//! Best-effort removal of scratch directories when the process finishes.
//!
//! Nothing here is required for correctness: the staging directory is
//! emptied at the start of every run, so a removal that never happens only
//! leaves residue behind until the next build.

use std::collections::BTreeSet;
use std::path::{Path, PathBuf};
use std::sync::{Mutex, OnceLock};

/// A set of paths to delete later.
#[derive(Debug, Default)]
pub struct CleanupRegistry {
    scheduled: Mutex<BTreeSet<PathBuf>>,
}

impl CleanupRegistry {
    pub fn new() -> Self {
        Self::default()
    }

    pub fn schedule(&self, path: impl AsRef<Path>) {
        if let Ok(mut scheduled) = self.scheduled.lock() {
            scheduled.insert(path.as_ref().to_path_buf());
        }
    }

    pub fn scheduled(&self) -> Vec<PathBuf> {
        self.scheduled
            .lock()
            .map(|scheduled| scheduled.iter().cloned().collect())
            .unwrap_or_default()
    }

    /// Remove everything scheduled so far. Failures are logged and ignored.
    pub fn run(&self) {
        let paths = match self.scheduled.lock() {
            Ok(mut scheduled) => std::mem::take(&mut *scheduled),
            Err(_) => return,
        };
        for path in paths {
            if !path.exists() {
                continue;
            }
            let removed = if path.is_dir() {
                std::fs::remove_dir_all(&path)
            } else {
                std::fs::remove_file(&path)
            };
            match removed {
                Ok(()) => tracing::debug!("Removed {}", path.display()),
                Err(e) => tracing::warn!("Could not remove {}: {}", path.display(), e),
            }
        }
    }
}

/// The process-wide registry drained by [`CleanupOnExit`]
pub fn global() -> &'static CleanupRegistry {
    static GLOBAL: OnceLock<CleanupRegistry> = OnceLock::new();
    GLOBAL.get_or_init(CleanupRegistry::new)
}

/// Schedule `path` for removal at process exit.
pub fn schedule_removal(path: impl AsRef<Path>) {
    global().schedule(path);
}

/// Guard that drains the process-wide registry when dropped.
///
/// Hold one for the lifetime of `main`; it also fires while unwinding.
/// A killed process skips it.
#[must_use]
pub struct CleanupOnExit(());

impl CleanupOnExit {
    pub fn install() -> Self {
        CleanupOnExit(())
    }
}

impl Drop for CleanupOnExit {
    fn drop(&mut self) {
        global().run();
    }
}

...

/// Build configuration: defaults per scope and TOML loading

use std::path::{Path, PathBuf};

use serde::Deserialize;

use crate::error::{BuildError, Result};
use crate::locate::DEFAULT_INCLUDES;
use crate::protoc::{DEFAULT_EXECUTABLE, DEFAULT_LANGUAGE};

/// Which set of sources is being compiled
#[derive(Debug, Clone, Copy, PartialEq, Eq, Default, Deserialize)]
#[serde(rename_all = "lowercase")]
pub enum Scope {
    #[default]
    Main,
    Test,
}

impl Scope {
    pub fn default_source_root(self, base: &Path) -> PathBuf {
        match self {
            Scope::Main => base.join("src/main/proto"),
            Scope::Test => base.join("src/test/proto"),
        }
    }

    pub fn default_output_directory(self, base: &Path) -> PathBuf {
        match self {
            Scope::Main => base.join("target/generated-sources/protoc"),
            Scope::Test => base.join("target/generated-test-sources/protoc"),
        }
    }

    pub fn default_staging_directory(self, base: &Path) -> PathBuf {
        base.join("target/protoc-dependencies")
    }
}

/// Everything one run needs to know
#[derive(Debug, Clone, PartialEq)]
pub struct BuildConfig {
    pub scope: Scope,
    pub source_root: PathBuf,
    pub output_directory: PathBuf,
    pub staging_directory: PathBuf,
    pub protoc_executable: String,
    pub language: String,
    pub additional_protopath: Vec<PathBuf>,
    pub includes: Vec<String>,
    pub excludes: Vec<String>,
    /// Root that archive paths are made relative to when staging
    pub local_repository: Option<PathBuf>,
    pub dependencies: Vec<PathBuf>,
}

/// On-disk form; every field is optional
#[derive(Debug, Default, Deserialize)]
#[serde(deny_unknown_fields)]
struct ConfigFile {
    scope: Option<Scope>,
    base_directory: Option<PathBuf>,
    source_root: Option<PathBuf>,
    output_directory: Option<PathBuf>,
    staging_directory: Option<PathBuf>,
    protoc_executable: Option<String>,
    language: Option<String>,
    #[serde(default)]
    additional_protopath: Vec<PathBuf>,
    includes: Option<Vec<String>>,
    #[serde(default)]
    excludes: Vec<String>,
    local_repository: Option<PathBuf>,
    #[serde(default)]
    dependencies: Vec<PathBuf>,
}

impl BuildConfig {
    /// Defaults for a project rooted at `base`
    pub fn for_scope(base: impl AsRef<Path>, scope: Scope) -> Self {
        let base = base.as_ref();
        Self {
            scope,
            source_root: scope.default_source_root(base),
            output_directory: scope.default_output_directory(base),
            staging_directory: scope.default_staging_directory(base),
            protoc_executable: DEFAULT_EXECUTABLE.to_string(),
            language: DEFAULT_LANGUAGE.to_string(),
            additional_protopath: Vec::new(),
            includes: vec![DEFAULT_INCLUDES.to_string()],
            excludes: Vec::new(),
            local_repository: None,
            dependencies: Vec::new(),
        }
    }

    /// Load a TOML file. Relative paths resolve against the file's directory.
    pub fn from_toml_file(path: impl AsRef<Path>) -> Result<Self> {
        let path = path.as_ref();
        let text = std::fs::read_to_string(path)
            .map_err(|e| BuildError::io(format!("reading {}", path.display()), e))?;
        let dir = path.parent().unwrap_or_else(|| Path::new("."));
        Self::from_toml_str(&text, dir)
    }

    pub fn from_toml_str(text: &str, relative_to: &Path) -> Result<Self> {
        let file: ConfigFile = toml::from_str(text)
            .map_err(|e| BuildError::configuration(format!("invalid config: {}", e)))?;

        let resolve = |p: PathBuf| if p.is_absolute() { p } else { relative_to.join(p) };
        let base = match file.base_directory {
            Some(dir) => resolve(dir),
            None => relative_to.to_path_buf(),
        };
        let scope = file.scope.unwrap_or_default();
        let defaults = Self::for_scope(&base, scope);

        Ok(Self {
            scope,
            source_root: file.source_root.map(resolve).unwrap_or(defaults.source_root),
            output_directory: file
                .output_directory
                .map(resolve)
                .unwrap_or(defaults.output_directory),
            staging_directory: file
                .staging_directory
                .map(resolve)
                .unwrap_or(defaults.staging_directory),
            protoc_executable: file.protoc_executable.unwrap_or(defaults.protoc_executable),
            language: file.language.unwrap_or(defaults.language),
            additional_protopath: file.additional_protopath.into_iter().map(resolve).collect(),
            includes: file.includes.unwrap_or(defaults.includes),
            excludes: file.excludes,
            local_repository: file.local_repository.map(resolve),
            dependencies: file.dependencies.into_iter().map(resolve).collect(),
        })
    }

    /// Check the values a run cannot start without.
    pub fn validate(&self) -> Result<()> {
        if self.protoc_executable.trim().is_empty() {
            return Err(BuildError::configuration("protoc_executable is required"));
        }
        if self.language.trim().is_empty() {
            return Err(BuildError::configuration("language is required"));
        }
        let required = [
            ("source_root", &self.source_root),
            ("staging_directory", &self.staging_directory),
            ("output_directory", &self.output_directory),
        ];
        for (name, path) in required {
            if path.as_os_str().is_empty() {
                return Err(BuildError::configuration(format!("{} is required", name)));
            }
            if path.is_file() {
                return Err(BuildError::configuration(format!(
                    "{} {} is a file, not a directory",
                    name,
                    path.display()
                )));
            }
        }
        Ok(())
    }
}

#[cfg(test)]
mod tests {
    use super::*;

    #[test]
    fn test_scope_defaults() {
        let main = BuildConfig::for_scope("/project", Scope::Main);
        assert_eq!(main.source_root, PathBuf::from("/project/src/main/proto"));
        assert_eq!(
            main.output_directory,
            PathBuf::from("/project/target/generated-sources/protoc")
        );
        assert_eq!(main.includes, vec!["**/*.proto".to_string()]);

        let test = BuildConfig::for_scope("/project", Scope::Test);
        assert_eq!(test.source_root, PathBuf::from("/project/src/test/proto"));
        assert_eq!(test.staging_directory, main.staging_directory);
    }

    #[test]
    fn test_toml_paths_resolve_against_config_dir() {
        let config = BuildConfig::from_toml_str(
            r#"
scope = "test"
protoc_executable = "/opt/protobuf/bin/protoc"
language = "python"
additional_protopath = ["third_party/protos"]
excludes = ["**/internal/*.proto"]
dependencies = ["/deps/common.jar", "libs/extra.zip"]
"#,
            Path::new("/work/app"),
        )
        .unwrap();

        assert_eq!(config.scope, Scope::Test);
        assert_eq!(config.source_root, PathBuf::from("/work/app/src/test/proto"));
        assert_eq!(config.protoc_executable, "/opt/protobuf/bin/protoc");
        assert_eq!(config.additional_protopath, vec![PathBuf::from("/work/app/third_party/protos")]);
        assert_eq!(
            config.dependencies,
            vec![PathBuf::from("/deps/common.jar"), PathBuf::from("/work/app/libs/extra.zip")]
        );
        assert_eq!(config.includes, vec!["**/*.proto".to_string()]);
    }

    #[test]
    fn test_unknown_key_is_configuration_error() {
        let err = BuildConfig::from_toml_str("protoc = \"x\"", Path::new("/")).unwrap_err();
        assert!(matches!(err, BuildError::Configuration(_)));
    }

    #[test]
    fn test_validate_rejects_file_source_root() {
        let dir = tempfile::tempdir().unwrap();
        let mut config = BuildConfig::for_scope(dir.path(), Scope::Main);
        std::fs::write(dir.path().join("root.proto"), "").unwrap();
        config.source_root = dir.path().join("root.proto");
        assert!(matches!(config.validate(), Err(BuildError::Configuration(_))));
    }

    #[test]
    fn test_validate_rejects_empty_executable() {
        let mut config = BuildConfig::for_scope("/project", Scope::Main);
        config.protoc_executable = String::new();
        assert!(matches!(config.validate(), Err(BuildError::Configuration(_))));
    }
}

--- Task requirements ---
Copy here each line of the preceding records with "wide" in it.

--- Reply ---
/// The process-wide registry drained by [`CleanupOnExit`]
/// Guard that drains the process-wide registry when dropped.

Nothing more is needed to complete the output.